[EXERCISE]
Where does the word "when" show up in the data? Please find each such line and copy it.

Records from a data source

============

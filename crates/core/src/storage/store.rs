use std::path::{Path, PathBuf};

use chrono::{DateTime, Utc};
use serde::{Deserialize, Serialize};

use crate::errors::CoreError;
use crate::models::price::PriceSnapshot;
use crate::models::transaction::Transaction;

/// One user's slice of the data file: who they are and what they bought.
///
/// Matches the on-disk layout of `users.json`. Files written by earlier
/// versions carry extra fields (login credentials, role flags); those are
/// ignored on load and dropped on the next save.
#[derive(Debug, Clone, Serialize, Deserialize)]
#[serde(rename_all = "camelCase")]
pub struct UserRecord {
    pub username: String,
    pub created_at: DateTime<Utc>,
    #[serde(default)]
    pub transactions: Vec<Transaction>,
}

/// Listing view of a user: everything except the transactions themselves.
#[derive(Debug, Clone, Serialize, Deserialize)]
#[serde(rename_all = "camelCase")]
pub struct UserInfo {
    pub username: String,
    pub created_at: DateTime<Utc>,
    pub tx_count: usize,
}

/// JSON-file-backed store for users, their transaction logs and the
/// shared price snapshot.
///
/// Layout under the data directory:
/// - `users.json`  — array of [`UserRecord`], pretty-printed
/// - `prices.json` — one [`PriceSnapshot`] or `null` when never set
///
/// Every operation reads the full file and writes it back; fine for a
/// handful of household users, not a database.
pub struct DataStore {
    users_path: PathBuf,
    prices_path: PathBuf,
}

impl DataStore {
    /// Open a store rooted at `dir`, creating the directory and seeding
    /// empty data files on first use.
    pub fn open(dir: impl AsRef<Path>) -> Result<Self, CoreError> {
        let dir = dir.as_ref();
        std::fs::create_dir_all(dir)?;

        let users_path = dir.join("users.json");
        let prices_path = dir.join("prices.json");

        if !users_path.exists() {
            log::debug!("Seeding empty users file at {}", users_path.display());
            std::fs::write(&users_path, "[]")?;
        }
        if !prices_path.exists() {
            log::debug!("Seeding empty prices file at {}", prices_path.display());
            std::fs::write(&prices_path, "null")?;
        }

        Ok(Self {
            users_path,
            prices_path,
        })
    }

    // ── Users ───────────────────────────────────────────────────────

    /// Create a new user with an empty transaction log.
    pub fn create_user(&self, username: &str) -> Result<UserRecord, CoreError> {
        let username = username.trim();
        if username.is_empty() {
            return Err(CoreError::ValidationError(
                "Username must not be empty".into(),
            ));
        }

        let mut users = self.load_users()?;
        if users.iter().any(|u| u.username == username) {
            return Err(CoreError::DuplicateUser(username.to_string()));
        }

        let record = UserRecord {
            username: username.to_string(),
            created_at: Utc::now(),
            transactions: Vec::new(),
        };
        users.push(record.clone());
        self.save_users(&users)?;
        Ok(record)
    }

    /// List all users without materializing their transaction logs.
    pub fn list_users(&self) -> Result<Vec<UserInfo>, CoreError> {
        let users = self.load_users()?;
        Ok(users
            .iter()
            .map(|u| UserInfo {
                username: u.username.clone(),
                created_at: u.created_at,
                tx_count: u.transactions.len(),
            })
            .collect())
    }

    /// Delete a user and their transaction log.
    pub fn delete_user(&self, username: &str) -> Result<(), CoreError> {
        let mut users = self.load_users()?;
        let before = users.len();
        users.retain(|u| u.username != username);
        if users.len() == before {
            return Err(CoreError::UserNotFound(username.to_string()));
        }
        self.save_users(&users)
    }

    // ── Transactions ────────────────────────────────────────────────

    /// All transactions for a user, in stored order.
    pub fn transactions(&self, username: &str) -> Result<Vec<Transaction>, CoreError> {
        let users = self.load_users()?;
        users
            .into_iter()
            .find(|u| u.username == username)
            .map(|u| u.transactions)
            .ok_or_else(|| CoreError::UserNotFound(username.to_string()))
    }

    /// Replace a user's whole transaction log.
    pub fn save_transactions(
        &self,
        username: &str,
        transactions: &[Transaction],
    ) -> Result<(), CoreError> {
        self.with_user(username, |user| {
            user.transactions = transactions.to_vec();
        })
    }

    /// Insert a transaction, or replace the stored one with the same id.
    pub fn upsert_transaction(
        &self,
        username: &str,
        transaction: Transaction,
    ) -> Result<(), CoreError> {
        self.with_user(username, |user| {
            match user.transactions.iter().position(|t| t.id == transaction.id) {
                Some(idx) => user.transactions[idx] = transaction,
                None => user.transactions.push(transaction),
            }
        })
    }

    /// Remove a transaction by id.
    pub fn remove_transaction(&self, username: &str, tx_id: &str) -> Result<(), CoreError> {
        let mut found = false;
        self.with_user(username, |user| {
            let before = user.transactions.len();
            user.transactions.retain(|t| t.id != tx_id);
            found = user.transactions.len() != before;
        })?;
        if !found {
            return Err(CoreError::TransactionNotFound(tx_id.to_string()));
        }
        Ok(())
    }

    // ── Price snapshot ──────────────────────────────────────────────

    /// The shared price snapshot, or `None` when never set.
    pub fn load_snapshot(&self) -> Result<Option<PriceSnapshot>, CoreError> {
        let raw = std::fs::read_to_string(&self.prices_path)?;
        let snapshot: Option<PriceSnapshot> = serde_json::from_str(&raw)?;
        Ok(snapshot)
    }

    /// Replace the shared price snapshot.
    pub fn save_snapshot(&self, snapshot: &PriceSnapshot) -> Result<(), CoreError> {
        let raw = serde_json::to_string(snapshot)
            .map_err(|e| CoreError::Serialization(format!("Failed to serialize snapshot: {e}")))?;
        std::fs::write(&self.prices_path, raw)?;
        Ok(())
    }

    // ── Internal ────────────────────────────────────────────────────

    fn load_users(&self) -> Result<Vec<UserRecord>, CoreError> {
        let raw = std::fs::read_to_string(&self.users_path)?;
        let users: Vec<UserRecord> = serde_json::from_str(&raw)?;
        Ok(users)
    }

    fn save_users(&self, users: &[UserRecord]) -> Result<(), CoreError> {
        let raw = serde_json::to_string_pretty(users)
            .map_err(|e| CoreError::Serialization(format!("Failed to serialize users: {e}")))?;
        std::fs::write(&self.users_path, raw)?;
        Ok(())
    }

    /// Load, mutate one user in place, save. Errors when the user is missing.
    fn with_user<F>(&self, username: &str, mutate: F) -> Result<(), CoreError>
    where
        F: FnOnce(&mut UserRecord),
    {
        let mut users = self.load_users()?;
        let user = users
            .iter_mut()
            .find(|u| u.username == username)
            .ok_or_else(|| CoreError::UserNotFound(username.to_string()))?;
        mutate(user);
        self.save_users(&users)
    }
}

============

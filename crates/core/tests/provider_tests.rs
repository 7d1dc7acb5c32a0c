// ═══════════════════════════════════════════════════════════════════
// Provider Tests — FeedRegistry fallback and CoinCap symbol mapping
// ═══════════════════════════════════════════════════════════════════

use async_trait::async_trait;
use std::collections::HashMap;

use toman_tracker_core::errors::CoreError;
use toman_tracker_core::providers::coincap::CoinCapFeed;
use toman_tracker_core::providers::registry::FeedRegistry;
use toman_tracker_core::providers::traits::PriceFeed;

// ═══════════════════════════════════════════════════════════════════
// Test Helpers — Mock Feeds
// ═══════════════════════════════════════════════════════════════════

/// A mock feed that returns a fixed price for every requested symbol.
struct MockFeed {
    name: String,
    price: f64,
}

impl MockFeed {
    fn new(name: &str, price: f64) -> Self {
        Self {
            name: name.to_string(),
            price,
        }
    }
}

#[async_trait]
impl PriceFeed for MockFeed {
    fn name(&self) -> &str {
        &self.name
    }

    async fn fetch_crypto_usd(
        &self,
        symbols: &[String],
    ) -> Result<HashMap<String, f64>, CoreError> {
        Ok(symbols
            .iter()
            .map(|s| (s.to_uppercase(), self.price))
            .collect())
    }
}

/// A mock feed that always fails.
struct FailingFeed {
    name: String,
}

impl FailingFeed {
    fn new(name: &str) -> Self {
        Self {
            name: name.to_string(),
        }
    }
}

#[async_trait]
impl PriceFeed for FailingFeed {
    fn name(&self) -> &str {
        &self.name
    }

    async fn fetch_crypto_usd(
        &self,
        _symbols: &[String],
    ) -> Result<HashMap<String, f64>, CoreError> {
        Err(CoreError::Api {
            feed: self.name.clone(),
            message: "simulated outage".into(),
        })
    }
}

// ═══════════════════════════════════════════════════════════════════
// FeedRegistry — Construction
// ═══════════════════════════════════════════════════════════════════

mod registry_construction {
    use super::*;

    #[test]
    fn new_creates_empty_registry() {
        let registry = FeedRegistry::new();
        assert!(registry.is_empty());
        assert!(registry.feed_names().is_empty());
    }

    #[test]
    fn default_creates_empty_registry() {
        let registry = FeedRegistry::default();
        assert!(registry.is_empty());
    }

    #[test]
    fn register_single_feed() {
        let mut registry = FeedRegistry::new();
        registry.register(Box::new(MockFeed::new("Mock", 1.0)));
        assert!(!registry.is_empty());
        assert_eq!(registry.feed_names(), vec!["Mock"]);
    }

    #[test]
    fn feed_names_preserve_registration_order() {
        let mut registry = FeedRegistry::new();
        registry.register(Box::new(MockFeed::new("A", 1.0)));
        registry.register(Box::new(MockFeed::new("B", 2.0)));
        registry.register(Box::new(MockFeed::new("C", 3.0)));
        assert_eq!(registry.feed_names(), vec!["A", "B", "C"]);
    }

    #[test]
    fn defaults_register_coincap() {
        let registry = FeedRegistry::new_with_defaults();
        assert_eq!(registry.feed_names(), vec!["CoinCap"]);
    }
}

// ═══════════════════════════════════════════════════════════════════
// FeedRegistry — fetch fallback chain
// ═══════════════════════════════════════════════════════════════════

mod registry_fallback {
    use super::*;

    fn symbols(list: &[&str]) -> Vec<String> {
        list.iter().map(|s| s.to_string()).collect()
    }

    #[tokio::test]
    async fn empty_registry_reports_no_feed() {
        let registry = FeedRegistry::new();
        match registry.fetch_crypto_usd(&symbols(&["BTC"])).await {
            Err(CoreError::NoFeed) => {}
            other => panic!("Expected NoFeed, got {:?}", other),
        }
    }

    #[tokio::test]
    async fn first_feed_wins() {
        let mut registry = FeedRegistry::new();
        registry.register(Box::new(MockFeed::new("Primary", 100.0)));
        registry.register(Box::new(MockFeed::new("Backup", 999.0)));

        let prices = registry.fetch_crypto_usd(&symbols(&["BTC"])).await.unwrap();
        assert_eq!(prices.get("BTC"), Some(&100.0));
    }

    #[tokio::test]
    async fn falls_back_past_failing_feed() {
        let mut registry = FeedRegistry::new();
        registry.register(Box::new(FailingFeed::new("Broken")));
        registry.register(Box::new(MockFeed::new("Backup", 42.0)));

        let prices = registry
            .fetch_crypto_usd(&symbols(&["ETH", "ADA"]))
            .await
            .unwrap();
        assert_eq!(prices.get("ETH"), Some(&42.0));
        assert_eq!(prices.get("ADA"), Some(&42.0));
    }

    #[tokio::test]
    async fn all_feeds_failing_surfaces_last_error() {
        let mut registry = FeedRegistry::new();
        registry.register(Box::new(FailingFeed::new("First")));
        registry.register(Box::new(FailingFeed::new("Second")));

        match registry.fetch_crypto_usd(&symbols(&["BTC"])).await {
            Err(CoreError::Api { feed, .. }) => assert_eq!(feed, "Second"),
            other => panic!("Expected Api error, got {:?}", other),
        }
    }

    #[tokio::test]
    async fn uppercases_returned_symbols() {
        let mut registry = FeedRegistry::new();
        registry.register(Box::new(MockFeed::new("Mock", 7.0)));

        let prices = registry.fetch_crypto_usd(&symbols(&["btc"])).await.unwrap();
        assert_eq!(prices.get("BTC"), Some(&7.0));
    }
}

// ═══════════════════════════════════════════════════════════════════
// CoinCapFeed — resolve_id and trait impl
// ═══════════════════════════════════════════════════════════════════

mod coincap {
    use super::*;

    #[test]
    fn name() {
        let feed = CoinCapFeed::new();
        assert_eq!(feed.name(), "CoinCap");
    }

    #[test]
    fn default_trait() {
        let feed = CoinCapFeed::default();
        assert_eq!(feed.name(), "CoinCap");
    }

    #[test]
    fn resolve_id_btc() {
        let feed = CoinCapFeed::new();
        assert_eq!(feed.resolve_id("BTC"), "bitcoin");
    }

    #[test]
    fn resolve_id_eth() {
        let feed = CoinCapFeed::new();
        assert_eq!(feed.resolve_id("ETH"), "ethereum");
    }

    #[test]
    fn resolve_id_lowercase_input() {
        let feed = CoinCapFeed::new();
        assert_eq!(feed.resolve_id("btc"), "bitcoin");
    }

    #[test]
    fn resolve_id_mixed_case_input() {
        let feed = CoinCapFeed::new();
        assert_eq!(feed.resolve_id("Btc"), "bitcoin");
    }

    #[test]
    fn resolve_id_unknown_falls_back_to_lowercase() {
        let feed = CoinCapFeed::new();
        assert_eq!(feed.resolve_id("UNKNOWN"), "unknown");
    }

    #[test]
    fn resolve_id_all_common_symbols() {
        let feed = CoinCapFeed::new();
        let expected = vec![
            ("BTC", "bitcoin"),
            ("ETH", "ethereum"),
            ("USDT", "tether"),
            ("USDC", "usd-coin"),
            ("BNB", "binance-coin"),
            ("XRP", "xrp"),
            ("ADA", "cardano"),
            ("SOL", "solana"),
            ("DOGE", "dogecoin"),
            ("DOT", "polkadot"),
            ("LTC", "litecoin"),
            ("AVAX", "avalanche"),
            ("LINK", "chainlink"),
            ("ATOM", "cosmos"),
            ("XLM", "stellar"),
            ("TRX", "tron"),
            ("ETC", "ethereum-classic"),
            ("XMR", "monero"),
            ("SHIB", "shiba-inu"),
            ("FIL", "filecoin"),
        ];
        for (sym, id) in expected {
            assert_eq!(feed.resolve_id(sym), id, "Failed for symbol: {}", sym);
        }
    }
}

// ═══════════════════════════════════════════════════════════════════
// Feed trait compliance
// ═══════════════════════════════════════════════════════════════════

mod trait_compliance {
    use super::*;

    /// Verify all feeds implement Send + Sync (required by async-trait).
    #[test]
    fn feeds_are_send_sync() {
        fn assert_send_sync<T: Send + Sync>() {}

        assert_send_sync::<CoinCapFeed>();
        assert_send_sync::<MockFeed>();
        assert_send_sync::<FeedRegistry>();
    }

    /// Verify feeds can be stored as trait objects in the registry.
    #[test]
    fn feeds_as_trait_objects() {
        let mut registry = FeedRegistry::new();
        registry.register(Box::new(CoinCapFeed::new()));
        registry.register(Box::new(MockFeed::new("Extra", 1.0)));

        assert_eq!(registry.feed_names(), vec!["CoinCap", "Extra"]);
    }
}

============

[ANSWER FOR THIS EXERCISE]
/// - `prices.json` — one [`PriceSnapshot`] or `null` when never set
    /// The shared price snapshot, or `None` when never set.
    /// Load, mutate one user in place, save. Errors when the user is missing.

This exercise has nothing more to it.